## Task requirements
The answer must be every line below that contains the string "None".

## Extracted information

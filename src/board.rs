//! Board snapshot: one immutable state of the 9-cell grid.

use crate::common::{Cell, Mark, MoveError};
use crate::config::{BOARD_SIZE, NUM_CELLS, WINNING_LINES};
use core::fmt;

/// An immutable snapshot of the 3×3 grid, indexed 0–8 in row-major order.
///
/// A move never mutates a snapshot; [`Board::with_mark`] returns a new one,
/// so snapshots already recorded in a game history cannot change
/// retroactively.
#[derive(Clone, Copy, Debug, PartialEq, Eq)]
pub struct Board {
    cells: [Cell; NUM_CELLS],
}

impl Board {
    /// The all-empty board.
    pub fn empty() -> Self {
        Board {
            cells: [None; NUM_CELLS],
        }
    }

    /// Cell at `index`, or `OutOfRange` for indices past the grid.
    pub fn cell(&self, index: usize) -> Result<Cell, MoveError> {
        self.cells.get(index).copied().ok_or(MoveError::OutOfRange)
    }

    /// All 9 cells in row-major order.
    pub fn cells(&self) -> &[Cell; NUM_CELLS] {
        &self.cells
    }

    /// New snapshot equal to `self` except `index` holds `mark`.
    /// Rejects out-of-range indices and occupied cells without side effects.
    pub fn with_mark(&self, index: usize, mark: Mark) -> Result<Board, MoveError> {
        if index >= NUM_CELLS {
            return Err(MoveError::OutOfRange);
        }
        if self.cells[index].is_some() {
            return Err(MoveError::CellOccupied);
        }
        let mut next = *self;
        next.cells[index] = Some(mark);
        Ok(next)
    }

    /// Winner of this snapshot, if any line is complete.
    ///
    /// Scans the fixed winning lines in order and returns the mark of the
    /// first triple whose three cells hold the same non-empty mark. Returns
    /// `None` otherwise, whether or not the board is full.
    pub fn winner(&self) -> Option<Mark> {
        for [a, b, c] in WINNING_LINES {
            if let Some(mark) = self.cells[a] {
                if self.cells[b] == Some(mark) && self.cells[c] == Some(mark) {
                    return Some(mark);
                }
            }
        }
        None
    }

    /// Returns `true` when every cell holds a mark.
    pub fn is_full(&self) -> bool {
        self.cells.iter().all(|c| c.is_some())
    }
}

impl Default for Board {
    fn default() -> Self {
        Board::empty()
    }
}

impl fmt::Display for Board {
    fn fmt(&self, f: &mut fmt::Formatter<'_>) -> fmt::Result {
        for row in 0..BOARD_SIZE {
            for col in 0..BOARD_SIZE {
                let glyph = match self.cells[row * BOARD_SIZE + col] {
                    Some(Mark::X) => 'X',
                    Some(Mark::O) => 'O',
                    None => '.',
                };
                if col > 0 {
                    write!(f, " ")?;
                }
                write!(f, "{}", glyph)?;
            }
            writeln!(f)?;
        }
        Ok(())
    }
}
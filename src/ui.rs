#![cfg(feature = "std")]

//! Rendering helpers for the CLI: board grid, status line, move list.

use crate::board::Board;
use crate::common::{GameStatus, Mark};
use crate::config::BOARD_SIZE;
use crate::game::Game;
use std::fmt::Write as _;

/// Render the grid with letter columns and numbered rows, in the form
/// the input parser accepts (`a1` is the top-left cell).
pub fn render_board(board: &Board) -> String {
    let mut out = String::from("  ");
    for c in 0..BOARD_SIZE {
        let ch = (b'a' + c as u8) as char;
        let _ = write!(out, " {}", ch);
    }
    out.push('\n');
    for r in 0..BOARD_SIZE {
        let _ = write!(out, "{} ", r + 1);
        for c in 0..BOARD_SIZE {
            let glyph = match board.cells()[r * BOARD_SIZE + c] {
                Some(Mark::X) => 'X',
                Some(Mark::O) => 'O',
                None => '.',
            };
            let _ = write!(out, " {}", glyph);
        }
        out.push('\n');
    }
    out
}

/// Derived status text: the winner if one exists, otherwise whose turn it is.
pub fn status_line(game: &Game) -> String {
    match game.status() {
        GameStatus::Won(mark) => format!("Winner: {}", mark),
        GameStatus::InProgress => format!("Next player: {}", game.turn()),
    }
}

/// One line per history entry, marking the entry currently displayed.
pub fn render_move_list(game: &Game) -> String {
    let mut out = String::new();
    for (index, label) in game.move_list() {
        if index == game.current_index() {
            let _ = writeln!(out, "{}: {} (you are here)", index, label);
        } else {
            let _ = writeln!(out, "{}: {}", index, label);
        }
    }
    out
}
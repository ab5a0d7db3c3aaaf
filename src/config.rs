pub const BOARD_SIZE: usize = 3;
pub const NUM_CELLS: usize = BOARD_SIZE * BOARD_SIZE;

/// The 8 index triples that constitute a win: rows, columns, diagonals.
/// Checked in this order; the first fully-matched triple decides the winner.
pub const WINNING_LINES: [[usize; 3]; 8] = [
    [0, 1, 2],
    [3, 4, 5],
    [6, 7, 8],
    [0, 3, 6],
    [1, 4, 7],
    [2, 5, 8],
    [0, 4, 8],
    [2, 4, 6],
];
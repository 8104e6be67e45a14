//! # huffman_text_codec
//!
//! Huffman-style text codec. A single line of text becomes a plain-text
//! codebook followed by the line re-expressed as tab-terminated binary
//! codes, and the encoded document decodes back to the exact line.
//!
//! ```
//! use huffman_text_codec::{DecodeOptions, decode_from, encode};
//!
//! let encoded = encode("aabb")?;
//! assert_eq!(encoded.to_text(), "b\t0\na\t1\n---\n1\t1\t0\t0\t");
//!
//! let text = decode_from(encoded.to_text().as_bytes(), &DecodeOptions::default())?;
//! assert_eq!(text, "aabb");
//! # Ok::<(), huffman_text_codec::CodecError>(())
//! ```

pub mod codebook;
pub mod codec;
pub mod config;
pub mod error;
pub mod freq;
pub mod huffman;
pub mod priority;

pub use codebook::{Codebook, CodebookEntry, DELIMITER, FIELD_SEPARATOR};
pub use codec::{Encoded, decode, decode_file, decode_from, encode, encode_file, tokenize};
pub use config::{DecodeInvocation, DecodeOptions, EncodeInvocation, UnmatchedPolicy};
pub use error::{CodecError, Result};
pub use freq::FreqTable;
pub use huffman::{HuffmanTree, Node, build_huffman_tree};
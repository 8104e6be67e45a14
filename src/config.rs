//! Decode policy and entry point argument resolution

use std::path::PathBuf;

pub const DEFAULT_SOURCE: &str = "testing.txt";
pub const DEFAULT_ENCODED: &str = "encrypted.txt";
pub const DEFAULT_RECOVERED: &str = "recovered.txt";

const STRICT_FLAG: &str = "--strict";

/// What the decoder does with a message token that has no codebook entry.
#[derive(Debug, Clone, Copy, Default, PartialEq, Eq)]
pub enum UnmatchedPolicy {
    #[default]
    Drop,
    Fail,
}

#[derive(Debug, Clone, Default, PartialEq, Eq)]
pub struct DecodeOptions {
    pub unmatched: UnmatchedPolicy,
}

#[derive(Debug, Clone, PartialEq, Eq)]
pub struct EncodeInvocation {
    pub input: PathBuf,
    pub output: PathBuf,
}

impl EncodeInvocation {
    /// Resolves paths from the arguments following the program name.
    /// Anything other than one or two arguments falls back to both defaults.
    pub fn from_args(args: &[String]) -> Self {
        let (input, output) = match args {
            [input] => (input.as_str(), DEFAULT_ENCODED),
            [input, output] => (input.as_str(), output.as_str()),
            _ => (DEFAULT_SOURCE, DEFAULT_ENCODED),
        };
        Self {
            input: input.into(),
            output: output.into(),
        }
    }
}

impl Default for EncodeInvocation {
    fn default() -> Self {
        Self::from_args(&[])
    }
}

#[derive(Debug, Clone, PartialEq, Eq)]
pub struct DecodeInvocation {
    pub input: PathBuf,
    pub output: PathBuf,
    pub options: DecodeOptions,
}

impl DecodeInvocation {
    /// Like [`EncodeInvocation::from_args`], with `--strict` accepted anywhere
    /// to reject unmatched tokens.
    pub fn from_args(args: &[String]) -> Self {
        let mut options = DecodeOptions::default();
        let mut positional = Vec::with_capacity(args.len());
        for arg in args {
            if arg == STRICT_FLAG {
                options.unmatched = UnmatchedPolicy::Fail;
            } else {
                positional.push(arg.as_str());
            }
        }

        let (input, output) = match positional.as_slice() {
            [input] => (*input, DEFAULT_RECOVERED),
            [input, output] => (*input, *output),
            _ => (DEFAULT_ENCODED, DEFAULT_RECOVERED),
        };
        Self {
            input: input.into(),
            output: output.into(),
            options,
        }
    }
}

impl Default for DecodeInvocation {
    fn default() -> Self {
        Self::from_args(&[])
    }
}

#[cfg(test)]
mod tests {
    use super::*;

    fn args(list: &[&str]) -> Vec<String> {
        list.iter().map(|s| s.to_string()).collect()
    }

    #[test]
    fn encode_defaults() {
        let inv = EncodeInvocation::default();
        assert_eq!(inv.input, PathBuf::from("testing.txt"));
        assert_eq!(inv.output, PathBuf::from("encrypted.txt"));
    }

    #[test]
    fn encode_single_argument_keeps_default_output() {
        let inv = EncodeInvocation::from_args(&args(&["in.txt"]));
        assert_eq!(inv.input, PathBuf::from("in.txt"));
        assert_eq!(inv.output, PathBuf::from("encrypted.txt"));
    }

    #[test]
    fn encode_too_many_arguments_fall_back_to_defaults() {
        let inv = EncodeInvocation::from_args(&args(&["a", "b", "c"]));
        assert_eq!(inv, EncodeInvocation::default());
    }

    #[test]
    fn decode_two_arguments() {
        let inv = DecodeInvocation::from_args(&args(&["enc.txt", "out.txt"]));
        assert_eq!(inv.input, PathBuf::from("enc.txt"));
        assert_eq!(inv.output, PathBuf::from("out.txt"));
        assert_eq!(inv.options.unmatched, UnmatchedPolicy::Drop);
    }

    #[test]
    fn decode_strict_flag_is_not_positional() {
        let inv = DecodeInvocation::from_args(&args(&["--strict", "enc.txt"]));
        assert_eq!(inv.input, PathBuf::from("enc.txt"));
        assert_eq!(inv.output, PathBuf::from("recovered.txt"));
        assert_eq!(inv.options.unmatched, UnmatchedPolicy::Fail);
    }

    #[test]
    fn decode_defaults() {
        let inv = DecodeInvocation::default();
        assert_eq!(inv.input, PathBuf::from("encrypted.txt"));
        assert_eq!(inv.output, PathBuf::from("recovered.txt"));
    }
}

## Solution for this problem
            cells: [None; NUM_CELLS],
    /// `None` otherwise, whether or not the board is full.
        None
                    None => '.',
                None => '.',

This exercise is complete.